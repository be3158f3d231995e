use std::fs;
use std::path::Path;
use std::sync::Arc;
use std::time::{Duration, SystemTime, UNIX_EPOCH};

use common::{AudioFileRecord, PersistedCache, PlaylistRecord, ScanConfiguration};
use redb::{Database, ReadableTable, TableDefinition, TableError, WriteTransaction};
use serde::{Deserialize, Serialize};
use tracing::{debug, info, warn};

use crate::LibraryError;

const STORE_VERSION: u32 = 1;

const META_TABLE: TableDefinition<&str, &[u8]> = TableDefinition::new("meta");
const FILES_TABLE: TableDefinition<&str, &[u8]> = TableDefinition::new("files");
const PLAYLISTS_TABLE: TableDefinition<&str, &[u8]> = TableDefinition::new("playlists");

const META_VERSION_KEY: &str = "version";
const META_SCAN_KEY: &str = "scan_state";

#[derive(Clone, Debug, Serialize, Deserialize)]
struct ScanState {
    config: ScanConfiguration,
    scanned_at: u64,
}

/// Durable copy of the last completed scan, kept in a single redb file.
///
/// A save replaces everything in one write transaction, so readers see
/// either the previous scan or the new one and never a mix.
#[derive(Clone)]
pub struct CacheStore {
    db: Arc<Database>,
}

impl CacheStore {
    pub fn open(path: &Path) -> Result<Self, LibraryError> {
        let db = open_or_create_db(path)?;
        Ok(Self { db: Arc::new(db) })
    }

    pub fn save(
        &self,
        files: &[AudioFileRecord],
        playlists: &[PlaylistRecord],
        config: &ScanConfiguration,
    ) -> Result<u64, LibraryError> {
        let scanned_at = now_millis();
        let write_txn = self.db.begin_write()?;
        clear_table(&write_txn, META_TABLE)?;
        clear_table(&write_txn, FILES_TABLE)?;
        clear_table(&write_txn, PLAYLISTS_TABLE)?;
        {
            let mut files_table = write_txn.open_table(FILES_TABLE)?;
            for (position, record) in files.iter().enumerate() {
                let bytes = encode_value(record)?;
                files_table.insert(position_key(position).as_str(), bytes.as_slice())?;
            }

            let mut playlists_table = write_txn.open_table(PLAYLISTS_TABLE)?;
            for (position, record) in playlists.iter().enumerate() {
                let bytes = encode_value(record)?;
                playlists_table.insert(position_key(position).as_str(), bytes.as_slice())?;
            }

            let mut meta = write_txn.open_table(META_TABLE)?;
            let version = encode_value(&STORE_VERSION)?;
            meta.insert(META_VERSION_KEY, version.as_slice())?;
            let state = encode_value(&ScanState {
                config: config.clone(),
                scanned_at,
            })?;
            meta.insert(META_SCAN_KEY, state.as_slice())?;
        }
        write_txn.commit()?;
        info!(
            "Persisted {} files and {} playlists for {}",
            files.len(),
            playlists.len(),
            config.source
        );
        Ok(scanned_at)
    }

    /// Returns the stored scan only when it was taken with `expected`;
    /// anything else (no scan yet, other root, other limit, older layout)
    /// is `None`.
    pub fn load(
        &self,
        expected: &ScanConfiguration,
    ) -> Result<Option<PersistedCache>, LibraryError> {
        let read_txn = self.db.begin_read()?;
        let meta = match read_txn.open_table(META_TABLE) {
            Ok(table) => table,
            Err(TableError::TableDoesNotExist(_)) => return Ok(None),
            Err(err) => return Err(err.into()),
        };

        let version: Option<u32> = match meta.get(META_VERSION_KEY)? {
            Some(value) => Some(decode_value(value.value())?),
            None => None,
        };
        if version != Some(STORE_VERSION) {
            warn!("Ignoring persisted cache with version {:?}", version);
            return Ok(None);
        }

        let state: ScanState = match meta.get(META_SCAN_KEY)? {
            Some(value) => decode_value(value.value())?,
            None => return Ok(None),
        };
        if &state.config != expected {
            debug!(
                "Persisted scan of {} (max {}) does not match requested {} (max {})",
                state.config.source, state.config.max_files, expected.source, expected.max_files
            );
            return Ok(None);
        }

        let mut files = Vec::new();
        let files_table = read_txn.open_table(FILES_TABLE)?;
        for entry in files_table.iter()? {
            let entry = entry?;
            files.push(decode_value::<AudioFileRecord>(entry.1.value())?);
        }

        let mut playlists = Vec::new();
        let playlists_table = read_txn.open_table(PLAYLISTS_TABLE)?;
        for entry in playlists_table.iter()? {
            let entry = entry?;
            playlists.push(decode_value::<PlaylistRecord>(entry.1.value())?);
        }

        Ok(Some(PersistedCache {
            files,
            playlists,
            config: state.config,
            scanned_at: state.scanned_at,
        }))
    }

    pub fn clear(&self) -> Result<(), LibraryError> {
        let write_txn = self.db.begin_write()?;
        clear_table(&write_txn, META_TABLE)?;
        clear_table(&write_txn, FILES_TABLE)?;
        clear_table(&write_txn, PLAYLISTS_TABLE)?;
        write_txn.commit()?;
        Ok(())
    }
}

fn open_or_create_db(path: &Path) -> Result<Database, LibraryError> {
    if let Some(parent) = path.parent() {
        if !parent.as_os_str().is_empty() {
            fs::create_dir_all(parent)?;
        }
    }
    if path.exists() {
        Ok(Database::open(path)?)
    } else {
        Ok(Database::create(path)?)
    }
}

fn clear_table(
    txn: &WriteTransaction,
    table: TableDefinition<&str, &[u8]>,
) -> Result<(), LibraryError> {
    match txn.delete_table(table) {
        Ok(_) => Ok(()),
        Err(TableError::TableDoesNotExist(_)) => Ok(()),
        Err(err) => Err(err.into()),
    }
}

// Zero-padded so key order is insertion order.
fn position_key(position: usize) -> String {
    format!("{:010}", position)
}

fn encode_value<T: Serialize>(value: &T) -> Result<Vec<u8>, LibraryError> {
    Ok(bincode::serialize(value)?)
}

fn decode_value<T: for<'de> Deserialize<'de>>(bytes: &[u8]) -> Result<T, LibraryError> {
    Ok(bincode::deserialize(bytes)?)
}

fn now_millis() -> u64 {
    SystemTime::now()
        .duration_since(UNIX_EPOCH)
        .unwrap_or_else(|_| Duration::from_secs(0))
        .as_millis()
        .min(u128::from(u64::MAX)) as u64
}

#[cfg(test)]
mod tests {
    use common::{AudioFileRecord, Handle, PlaylistRecord, ScanConfiguration};

    use super::{position_key, CacheStore};

    fn files(count: usize) -> Vec<AudioFileRecord> {
        (0..count)
            .map(|i| {
                let mut record =
                    AudioFileRecord::untagged(format!("/m/{}.mp3", i), format!("{}.mp3", i));
                record.artist = Some(format!("Artist {}", i % 3));
                record.year = Some(1990 + i as i32);
                record
            })
            .collect()
    }

    fn playlists() -> Vec<PlaylistRecord> {
        vec![PlaylistRecord {
            uri: "/m/mix.m3u".to_string(),
            display_name: "mix.m3u".to_string(),
        }]
    }

    #[test]
    fn position_keys_sort_numerically() {
        assert!(position_key(2) < position_key(10));
        assert!(position_key(99) < position_key(100));
    }

    #[test]
    fn save_then_load_restores_order_and_config() {
        let dir = tempfile::tempdir().unwrap();
        let store = CacheStore::open(&dir.path().join("nested").join("cache.redb")).unwrap();
        let config = ScanConfiguration::new(&Handle::new("/m"), 20);
        let saved = files(12);

        let scanned_at = store.save(&saved, &playlists(), &config).unwrap();
        let loaded = store.load(&config).unwrap().expect("cache present");

        assert_eq!(loaded.files, saved);
        assert_eq!(loaded.playlists, playlists());
        assert_eq!(loaded.config, config);
        assert_eq!(loaded.scanned_at, scanned_at);
    }

    #[test]
    fn mismatched_configuration_is_a_miss() {
        let dir = tempfile::tempdir().unwrap();
        let store = CacheStore::open(&dir.path().join("cache.redb")).unwrap();
        let config = ScanConfiguration::new(&Handle::new("/m"), 20);
        store.save(&files(2), &[], &config).unwrap();

        let other_root = ScanConfiguration::new(&Handle::new("/other"), 20);
        let other_limit = ScanConfiguration::new(&Handle::new("/m"), 21);
        assert!(store.load(&other_root).unwrap().is_none());
        assert!(store.load(&other_limit).unwrap().is_none());
    }

    #[test]
    fn empty_store_is_a_miss() {
        let dir = tempfile::tempdir().unwrap();
        let store = CacheStore::open(&dir.path().join("cache.redb")).unwrap();
        let config = ScanConfiguration::new(&Handle::new("/m"), 20);
        assert!(store.load(&config).unwrap().is_none());
    }

    #[test]
    fn second_save_replaces_first() {
        let dir = tempfile::tempdir().unwrap();
        let store = CacheStore::open(&dir.path().join("cache.redb")).unwrap();
        let first = ScanConfiguration::new(&Handle::new("/m"), 20);
        let second = ScanConfiguration::new(&Handle::new("/m"), 5);
        store.save(&files(10), &playlists(), &first).unwrap();
        store.save(&files(3), &[], &second).unwrap();

        assert!(store.load(&first).unwrap().is_none());
        let loaded = store.load(&second).unwrap().expect("cache present");
        assert_eq!(loaded.files.len(), 3);
        assert!(loaded.playlists.is_empty());
    }

    #[test]
    fn reopened_database_keeps_scan() {
        let dir = tempfile::tempdir().unwrap();
        let path = dir.path().join("cache.redb");
        let config = ScanConfiguration::new(&Handle::new("/m"), 20);
        {
            let store = CacheStore::open(&path).unwrap();
            store.save(&files(4), &playlists(), &config).unwrap();
        }
        let store = CacheStore::open(&path).unwrap();
        assert_eq!(store.load(&config).unwrap().map(|c| c.files.len()), Some(4));

        store.clear().unwrap();
        assert!(store.load(&config).unwrap().is_none());
    }
}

Exercise aim
A count is all that should be returned: the number of lines in these records containing the string "PersistedCache".

Answer section
3